### RAW DATA
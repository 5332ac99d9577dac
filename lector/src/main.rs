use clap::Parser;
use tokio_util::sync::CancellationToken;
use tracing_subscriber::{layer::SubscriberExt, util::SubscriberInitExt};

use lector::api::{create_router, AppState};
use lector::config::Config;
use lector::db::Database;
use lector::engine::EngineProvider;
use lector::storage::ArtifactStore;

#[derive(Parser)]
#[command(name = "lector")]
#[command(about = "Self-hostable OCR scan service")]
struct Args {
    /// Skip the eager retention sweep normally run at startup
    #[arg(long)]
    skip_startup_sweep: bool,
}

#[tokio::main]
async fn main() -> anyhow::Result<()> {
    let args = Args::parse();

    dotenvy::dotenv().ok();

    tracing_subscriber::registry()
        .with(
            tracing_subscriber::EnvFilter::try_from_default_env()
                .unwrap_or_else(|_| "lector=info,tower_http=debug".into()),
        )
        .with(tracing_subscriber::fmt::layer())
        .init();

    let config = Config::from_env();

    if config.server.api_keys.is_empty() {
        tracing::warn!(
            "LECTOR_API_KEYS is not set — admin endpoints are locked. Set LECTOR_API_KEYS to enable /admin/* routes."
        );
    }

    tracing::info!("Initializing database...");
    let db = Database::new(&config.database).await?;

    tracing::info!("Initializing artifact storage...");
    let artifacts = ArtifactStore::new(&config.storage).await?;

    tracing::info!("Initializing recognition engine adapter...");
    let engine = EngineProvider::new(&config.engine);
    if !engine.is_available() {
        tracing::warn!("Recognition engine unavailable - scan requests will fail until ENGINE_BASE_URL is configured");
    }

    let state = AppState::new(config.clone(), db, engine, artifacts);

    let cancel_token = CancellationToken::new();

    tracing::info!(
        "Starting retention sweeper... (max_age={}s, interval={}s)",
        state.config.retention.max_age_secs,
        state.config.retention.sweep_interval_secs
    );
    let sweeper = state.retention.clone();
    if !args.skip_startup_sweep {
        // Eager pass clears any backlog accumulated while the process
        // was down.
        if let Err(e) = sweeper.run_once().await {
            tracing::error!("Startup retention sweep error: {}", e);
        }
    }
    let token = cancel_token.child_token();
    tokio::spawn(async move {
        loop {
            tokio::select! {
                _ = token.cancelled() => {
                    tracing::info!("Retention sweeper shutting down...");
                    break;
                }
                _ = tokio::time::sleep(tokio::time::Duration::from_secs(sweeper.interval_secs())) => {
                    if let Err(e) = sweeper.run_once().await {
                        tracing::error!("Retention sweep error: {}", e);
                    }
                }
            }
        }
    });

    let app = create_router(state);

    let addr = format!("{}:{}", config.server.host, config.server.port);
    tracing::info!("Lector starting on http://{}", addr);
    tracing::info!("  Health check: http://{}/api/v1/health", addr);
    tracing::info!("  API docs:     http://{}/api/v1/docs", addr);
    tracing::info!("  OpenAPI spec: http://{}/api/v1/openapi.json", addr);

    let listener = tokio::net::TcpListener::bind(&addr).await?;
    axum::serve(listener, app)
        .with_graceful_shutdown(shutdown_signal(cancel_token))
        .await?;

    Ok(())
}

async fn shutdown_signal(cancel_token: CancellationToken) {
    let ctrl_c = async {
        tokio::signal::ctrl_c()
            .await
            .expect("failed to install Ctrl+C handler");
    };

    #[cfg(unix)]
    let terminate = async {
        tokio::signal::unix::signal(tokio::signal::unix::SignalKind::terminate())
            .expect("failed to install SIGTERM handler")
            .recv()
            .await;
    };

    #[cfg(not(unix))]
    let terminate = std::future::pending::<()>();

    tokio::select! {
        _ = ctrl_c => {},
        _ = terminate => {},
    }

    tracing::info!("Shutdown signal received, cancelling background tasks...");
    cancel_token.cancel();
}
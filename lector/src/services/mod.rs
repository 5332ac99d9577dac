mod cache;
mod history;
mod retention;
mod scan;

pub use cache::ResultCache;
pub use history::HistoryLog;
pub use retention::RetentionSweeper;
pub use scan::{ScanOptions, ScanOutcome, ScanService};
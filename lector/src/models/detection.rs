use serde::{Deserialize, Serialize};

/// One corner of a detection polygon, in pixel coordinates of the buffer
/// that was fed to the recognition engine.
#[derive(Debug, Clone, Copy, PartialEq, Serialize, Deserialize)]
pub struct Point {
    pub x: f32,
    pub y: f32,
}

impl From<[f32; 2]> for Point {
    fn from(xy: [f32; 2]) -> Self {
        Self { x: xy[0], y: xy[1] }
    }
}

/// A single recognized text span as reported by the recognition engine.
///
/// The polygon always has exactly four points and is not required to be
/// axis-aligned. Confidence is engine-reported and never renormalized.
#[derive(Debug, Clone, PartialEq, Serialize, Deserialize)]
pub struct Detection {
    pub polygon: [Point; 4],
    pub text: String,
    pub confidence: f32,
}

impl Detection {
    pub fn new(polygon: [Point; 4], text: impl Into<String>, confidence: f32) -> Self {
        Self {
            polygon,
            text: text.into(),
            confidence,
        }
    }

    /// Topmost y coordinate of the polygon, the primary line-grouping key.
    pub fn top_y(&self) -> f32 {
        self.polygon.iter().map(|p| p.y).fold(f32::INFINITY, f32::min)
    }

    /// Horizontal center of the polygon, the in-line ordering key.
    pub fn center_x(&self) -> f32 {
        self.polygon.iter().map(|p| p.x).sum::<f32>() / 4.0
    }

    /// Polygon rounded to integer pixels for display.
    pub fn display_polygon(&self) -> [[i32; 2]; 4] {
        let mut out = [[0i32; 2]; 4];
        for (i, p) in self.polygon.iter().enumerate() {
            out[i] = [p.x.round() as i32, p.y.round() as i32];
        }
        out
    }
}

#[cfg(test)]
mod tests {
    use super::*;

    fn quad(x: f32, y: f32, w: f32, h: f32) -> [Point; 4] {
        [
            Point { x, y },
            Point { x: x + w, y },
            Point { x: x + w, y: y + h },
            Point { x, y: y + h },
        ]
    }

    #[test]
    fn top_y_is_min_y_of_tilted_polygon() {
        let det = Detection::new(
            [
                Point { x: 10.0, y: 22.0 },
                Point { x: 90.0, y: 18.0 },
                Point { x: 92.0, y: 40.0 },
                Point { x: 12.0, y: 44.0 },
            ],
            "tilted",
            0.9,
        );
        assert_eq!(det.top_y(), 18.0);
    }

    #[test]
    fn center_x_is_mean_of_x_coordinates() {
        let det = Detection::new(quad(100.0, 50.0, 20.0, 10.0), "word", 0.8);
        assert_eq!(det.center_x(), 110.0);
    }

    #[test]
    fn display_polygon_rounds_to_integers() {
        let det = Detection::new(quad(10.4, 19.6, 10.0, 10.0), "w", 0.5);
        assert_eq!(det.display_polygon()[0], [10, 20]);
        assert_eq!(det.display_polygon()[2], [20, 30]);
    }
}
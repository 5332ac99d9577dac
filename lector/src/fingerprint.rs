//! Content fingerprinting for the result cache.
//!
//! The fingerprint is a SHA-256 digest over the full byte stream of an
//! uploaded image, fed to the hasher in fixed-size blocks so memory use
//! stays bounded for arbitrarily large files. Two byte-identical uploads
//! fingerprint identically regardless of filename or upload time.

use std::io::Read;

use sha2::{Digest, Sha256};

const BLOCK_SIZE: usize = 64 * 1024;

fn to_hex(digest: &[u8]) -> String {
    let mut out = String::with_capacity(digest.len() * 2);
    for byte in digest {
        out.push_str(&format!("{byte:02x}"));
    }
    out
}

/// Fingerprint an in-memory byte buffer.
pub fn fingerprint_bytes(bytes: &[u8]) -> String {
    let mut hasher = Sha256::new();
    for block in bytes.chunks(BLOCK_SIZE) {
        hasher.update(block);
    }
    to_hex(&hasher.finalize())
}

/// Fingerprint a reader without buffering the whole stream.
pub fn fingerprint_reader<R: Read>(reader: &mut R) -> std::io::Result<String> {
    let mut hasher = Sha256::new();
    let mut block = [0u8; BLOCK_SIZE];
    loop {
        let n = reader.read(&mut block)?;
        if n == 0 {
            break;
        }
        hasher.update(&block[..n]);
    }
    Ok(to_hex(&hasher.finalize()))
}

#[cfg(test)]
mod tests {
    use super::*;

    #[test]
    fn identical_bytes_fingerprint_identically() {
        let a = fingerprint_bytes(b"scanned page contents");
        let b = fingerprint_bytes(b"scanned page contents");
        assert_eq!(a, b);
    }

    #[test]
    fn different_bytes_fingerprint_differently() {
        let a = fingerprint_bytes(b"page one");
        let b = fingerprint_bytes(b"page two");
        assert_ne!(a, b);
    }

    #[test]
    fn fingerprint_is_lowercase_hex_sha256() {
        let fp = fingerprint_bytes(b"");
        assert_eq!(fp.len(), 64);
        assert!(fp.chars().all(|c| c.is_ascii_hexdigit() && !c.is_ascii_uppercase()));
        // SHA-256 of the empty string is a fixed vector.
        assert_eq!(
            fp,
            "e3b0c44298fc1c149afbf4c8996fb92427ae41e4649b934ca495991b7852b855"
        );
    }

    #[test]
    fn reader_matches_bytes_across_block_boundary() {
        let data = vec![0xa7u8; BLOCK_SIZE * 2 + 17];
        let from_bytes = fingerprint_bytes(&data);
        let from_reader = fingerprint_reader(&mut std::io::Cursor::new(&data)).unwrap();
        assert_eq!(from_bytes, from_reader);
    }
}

### ASSIGNED TASK
Would you please copy all lines in the data that contain the word "storage"?

### RESULT FOR THIS TASK
use lector::storage::ArtifactStore;
    tracing::info!("Initializing artifact storage...");
    let artifacts = ArtifactStore::new(&config.storage).await?;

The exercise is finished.